Ces formules, qu’elles soient pratiquées en Ehpad ou chez soi, devraient contribuer à apporter un peu plus de simplicité et de légèreté dans la vie des personnes âgées. Au-delà des stricts protocoles, l’aromathérapie pratiquée sous forme d’ateliers olfactifs pour réveiller souvenirs et mémoire des seniors, ou juste pour créer une atmosphère de détente (l’idéal étant d’installer un espace bien-être dans chaque Ehpad), permet souvent de se sentir mieux.
Formule pour prévenir les escarres
Propriétés : Anti-inflammatoire, antalgique, circulatoire, cicatrisante.
Indications : En cas d’immobilité prolongée sur lit ou fauteuil.
Voie locale
- HE de lavande vraie (Lavandula angustifolia) 90 gouttes
- HE de géranium rosat (Pelargonium graveolens) 120 gouttes
- HE de lentisque pistachier (Pistacia lentiscus) 30 gouttes
- HE de myrrhe (Commiphora myrrha) 30 gouttes
- MH de millepertuis3 c. à soupe
- HV de rose musquéeQSP 100 ml
Procédé de fabrication : Dans un flacon de 100 ml, verser le macérat huileux de millepertuis, ajouter les HE et compléter d’HV de rose musquée.
Posologie : Verser 3 à 5 gouttes du mélange sur la zone (talon, coude, fessier…) sujette aux escarres et pratiquer un massage très doux 2 à 3 fois par jour, 5 jours sur 7.
Précautions d’emploi : Pas en cas de phlébite ou de problème de thyroïde.

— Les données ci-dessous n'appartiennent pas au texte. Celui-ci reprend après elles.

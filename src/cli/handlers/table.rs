// src/cli/handlers/table.rs

use crate::{
    cli::args::TableArgs,
    core::{
        config_loader,
        sinks::{SharedSink, SplitMode, TabularCollector, line_fn},
    },
    system::runner::{CmdOptions, ProcessRunner},
};
use anyhow::{Context, Result};
use clap::Parser;
use colored::*;
use std::sync::Arc;
use std::time::Duration;

/// Main entry point for the `table` action.
pub fn handle(args: Vec<String>) -> Result<()> {
    let table_args = TableArgs::try_parse_from(&args)?;

    let mut builder = TabularCollector::builder()
        .expect_header(!table_args.no_header)
        .min_split_spaces(table_args.min_split_spaces)
        .split_mode(if table_args.shell_split {
            SplitMode::ShellArgs
        } else {
            SplitMode::Whitespace
        });
    if let Some(max_rows) = table_args.max_rows {
        builder = builder.max_rows(max_rows);
    }
    let table = Arc::new(builder.build());

    let mut opts = CmdOptions::new(table_args.line.clone())
        .fail_on_exit_code(true)
        .timeout(Duration::from_millis(table_args.timeout_ms))
        .stderr(line_fn(|line| eprintln!("{}", line)));
    if let Some(cwd) = &table_args.cwd {
        opts = opts.dir(config_loader::expand_dir(cwd, None)?);
    }

    let runner = ProcessRunner::serial("table")?;
    let task = runner.cmd(opts, Some(Arc::clone(&table) as SharedSink))?;
    let outcome = task.wait_for(None);
    runner.close();
    outcome.with_context(|| format!("Command '{}' did not complete", task.command()))?;

    if table_args.json {
        let json = if table.header().is_empty() {
            serde_json::to_string_pretty(&table.rows())?
        } else {
            serde_json::to_string_pretty(table.named_rows().as_ref())?
        };
        println!("{}", json);
        return Ok(());
    }

    let header = table.header();
    if !header.is_empty() {
        println!("{}", header.join(" | ").bold());
    }
    for row in table.rows() {
        println!("{}", row.join(" | "));
    }
    log::debug!("Parsed {} row(s) from '{}'.", table.len(), task.command());
    Ok(())
}
// src/core/sinks/mod.rs

//! # Output Sinks
//!
//! A sink is the consumer end of a drain worker: every line a child writes to a drained stream is
//! handed to [`OutputSink::consume`], in order, without its line terminator.
//!
//! - **`buffer`**: [`BufferCollector`], accumulates text up to a character cap.
//! - **`tabular`**: [`TabularCollector`], parses column-aligned output (`docker ps`, `ps`, ...)
//!   into rows and named rows.
//! - [`FnSink`] adapts a caller closure.
//!
//! Sinks are shared as [`SharedSink`] (`Arc<dyn OutputSink>`) so the caller keeps a handle to read
//! results once the task has stopped. Each sink expects a single writer; sharing one between two
//! streams or tasks is allowed but lines from different writers interleave arbitrarily.

pub mod buffer;
pub mod tabular;

pub use buffer::BufferCollector;
pub use tabular::{SplitMode, TabularCollector, TabularCollectorBuilder};

use crate::core::lock;
use anyhow::Result;
use std::fmt;
use std::sync::{Arc, Mutex};

/// Consumer of process output, one line at a time.
pub trait OutputSink: Send + Sync {
    /// Receives one line. An error aborts the drain of the stream this line came from.
    fn consume(&self, line: &str) -> Result<()>;
}

/// Reference-counted sink handle passed to the runner.
pub type SharedSink = Arc<dyn OutputSink>;

/// Optional rewrite applied to each line before a collector stores it.
pub type LineTransform = Box<dyn Fn(&str) -> String + Send + Sync>;

/// Adapter turning a closure into an [`OutputSink`].
pub struct FnSink<F> {
    f: Mutex<F>,
}

impl<F> FnSink<F>
where
    F: FnMut(&str) -> Result<()> + Send,
{
    /// Wraps `f`.
    pub fn new(f: F) -> Self {
        Self { f: Mutex::new(f) }
    }
}

impl<F> OutputSink for FnSink<F>
where
    F: FnMut(&str) -> Result<()> + Send,
{
    fn consume(&self, line: &str) -> Result<()> {
        let mut f = lock(&self.f);
        (*f)(line)
    }
}

impl<F> fmt::Debug for FnSink<F> {
    fn fmt(&self, f: &mut fmt::Formatter<'_>) -> fmt::Result {
        f.debug_struct("FnSink").finish_non_exhaustive()
    }
}

/// Wraps a fallible closure as a [`SharedSink`].
pub fn sink_fn<F>(f: F) -> SharedSink
where
    F: FnMut(&str) -> Result<()> + Send + 'static,
{
    Arc::new(FnSink::new(f))
}

/// Wraps an infallible closure as a [`SharedSink`].
pub fn line_fn<F>(mut f: F) -> SharedSink
where
    F: FnMut(&str) + Send + 'static,
{
    sink_fn(move |line| {
        f(line);
        Ok(())
    })
}

#[cfg(test)]
mod tests {
    use super::*;
    use anyhow::anyhow;

    #[test]
    fn test_line_fn_collects_lines() {
        let seen = Arc::new(Mutex::new(Vec::new()));
        let sink = {
            let seen = Arc::clone(&seen);
            line_fn(move |line| seen.lock().unwrap().push(line.to_string()))
        };
        sink.consume("one").unwrap();
        sink.consume("two").unwrap();
        assert_eq!(*seen.lock().unwrap(), vec!["one", "two"]);
    }

    #[test]
    fn test_sink_fn_propagates_errors() {
        let sink = sink_fn(|line| {
            if line == "bad" {
                Err(anyhow!("refusing '{}'", line))
            } else {
                Ok(())
            }
        });
        assert!(sink.consume("good").is_ok());
        let err = sink.consume("bad").unwrap_err();
        assert_eq!(err.to_string(), "refusing 'bad'");
    }
}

Ne pas exposer la zone massée au soleil dans les 3 heures suivant l’application.
HE = huile essentielle 1 ml = 25 gouttes MH = macérat huileux HV = huile végétale QSP = quantité suffisante pour
Sylvie Vinet, préparatrice en pharmacie et aromathérapeute
Pas d’âge pour les mycoses
Entre les orteils, sous la poitrine, les mycoses sont une affection courante chez les personnes âgées. En plus de bien sécher ces zones après la douche, Sylvie Vinet recommande l’utilisation d’huiles essentielles antimycosiques et régénérantes diluées dans une huile végétale anti-inflammatoire et antalgique : HE de tea tree 70 gouttes
- Huile essentielle de géranium rosat ....... 60 gouttes
- Huile essentielle de giroflier .................. 30 gouttes
- Huile végétale de nigelle ........................ QSP 60 ml
Mettre 5 à 6 gouttes du mélange sous chaque sein ou 2 gouttes entre les orteils, 2 fois par jour, sur peau propre et sèche, pendant 5 à 15 jours.